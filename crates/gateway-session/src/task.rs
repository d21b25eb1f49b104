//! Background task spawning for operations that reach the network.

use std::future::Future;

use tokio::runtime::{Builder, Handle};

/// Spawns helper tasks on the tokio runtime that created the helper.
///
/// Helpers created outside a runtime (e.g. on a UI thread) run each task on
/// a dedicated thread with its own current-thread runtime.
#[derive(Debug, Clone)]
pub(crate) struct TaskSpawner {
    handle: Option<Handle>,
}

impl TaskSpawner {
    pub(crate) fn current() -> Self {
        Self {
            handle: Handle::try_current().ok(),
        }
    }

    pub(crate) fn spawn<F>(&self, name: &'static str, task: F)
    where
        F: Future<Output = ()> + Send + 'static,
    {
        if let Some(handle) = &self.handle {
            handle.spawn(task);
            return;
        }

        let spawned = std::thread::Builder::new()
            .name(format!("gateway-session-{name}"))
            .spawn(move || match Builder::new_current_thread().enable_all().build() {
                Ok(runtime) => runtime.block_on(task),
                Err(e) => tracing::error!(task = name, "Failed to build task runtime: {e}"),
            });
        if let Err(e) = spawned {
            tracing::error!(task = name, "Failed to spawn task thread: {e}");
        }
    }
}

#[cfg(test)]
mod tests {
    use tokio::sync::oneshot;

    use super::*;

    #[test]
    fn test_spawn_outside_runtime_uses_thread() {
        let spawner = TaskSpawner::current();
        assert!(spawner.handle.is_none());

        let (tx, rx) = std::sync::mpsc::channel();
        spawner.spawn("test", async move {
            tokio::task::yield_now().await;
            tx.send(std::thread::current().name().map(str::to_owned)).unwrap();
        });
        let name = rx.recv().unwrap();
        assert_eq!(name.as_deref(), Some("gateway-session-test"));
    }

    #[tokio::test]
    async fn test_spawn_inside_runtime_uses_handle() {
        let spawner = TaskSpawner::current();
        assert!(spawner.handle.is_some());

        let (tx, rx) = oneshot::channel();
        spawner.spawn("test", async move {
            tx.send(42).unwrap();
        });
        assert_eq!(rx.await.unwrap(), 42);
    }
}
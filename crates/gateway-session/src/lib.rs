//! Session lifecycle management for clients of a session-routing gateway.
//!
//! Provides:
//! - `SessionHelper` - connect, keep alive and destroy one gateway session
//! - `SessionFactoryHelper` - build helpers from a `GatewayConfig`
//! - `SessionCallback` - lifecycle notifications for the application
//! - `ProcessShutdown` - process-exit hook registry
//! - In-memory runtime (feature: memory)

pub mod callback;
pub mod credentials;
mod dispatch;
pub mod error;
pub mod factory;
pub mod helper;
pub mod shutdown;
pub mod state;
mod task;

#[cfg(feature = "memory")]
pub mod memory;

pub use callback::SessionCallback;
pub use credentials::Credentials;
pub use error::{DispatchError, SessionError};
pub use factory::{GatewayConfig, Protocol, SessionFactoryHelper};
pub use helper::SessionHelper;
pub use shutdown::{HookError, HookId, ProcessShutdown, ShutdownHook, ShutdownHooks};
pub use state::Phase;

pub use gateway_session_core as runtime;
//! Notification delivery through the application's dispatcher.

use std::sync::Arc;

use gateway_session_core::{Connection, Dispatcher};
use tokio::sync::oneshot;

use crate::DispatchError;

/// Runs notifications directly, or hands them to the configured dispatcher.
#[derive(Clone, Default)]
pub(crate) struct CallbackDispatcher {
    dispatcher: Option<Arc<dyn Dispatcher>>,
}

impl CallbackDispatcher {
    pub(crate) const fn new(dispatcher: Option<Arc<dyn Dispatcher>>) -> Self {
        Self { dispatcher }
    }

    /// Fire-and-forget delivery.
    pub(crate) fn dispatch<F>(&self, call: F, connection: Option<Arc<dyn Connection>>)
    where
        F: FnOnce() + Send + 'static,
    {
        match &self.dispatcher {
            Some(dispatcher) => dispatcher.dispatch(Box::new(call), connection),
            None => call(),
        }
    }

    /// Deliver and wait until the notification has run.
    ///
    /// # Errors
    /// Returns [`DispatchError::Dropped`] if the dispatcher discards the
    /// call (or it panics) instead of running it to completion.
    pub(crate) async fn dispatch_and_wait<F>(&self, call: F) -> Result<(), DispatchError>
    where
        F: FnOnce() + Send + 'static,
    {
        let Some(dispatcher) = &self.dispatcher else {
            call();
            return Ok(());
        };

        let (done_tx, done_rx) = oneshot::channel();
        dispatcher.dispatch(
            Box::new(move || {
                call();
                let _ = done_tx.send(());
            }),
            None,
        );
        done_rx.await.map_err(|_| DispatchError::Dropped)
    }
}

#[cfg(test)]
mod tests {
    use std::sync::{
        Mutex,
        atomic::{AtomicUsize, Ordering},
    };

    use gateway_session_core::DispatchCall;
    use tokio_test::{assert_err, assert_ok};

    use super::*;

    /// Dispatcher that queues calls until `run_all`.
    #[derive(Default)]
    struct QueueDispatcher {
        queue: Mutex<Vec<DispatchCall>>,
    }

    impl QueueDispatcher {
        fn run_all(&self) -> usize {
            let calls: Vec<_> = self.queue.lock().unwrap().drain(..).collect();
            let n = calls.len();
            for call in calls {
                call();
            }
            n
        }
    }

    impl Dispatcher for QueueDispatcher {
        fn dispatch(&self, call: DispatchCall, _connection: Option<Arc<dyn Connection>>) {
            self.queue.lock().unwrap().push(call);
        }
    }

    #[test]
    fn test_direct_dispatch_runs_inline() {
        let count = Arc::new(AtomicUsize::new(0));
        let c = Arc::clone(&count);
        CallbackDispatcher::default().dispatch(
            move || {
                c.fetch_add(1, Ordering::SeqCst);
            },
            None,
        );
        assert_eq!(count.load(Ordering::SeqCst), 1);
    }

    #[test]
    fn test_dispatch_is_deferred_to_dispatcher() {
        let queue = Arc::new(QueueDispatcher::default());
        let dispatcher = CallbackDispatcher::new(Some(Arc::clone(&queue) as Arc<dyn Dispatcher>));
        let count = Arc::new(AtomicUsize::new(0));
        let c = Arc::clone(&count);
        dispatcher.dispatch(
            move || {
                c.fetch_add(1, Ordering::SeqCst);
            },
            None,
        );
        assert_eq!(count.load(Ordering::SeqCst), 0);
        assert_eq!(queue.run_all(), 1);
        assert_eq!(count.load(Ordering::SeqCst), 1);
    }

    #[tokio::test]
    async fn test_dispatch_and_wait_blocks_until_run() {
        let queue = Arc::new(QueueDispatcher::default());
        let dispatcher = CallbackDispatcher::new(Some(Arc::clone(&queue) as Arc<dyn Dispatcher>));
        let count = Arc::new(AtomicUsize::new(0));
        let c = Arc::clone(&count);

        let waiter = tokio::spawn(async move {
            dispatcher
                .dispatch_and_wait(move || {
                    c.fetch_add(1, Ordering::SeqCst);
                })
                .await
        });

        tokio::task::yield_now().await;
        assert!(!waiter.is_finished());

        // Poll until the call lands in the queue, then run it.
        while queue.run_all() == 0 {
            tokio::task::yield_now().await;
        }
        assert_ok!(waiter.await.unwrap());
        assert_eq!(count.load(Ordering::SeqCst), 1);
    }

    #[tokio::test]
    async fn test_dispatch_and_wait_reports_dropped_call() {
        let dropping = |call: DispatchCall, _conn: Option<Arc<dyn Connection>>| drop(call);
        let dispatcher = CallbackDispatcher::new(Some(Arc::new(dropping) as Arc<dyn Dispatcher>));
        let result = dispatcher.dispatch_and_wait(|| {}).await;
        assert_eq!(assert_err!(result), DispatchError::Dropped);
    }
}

++++++++++++++++++++

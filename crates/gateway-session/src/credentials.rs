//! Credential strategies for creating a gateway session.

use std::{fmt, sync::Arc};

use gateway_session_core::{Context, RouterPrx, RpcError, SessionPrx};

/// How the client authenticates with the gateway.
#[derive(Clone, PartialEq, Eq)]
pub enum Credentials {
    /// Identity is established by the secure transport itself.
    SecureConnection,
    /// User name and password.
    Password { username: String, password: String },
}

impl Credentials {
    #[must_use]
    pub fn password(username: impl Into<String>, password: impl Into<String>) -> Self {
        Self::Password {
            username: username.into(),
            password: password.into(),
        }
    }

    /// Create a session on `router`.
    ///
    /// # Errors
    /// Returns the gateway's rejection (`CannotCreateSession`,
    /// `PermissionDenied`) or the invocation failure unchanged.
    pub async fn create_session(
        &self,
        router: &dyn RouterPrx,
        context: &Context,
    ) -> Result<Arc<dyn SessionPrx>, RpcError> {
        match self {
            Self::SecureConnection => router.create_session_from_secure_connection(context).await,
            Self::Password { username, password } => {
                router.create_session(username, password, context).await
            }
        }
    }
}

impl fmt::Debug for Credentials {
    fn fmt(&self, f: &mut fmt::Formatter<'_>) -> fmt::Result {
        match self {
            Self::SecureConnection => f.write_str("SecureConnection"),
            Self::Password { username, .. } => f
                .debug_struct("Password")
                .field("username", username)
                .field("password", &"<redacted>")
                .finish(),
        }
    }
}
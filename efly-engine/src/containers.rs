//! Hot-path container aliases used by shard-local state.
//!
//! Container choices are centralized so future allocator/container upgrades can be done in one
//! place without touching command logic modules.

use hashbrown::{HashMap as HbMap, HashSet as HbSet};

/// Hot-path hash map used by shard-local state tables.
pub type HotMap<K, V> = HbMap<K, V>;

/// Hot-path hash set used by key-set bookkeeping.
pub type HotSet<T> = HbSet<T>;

++++++++++++++++++++

▸ **Exercise goal**
Find the line with "filename crates/gateway-session/src/task.rs" in the entries above. Retype it and each line after it, exactly, through the line with "each task on", and stop there.

▸ **Output of the exercise**
filename crates/gateway-session/src/task.rs
repository d21b25eb1f49b104
//! Background task spawning for operations that reach the network.

use std::future::Future;

use tokio::runtime::{Builder, Handle};

/// Spawns helper tasks on the tokio runtime that created the helper.
///
/// Helpers created outside a runtime (e.g. on a UI thread) run each task on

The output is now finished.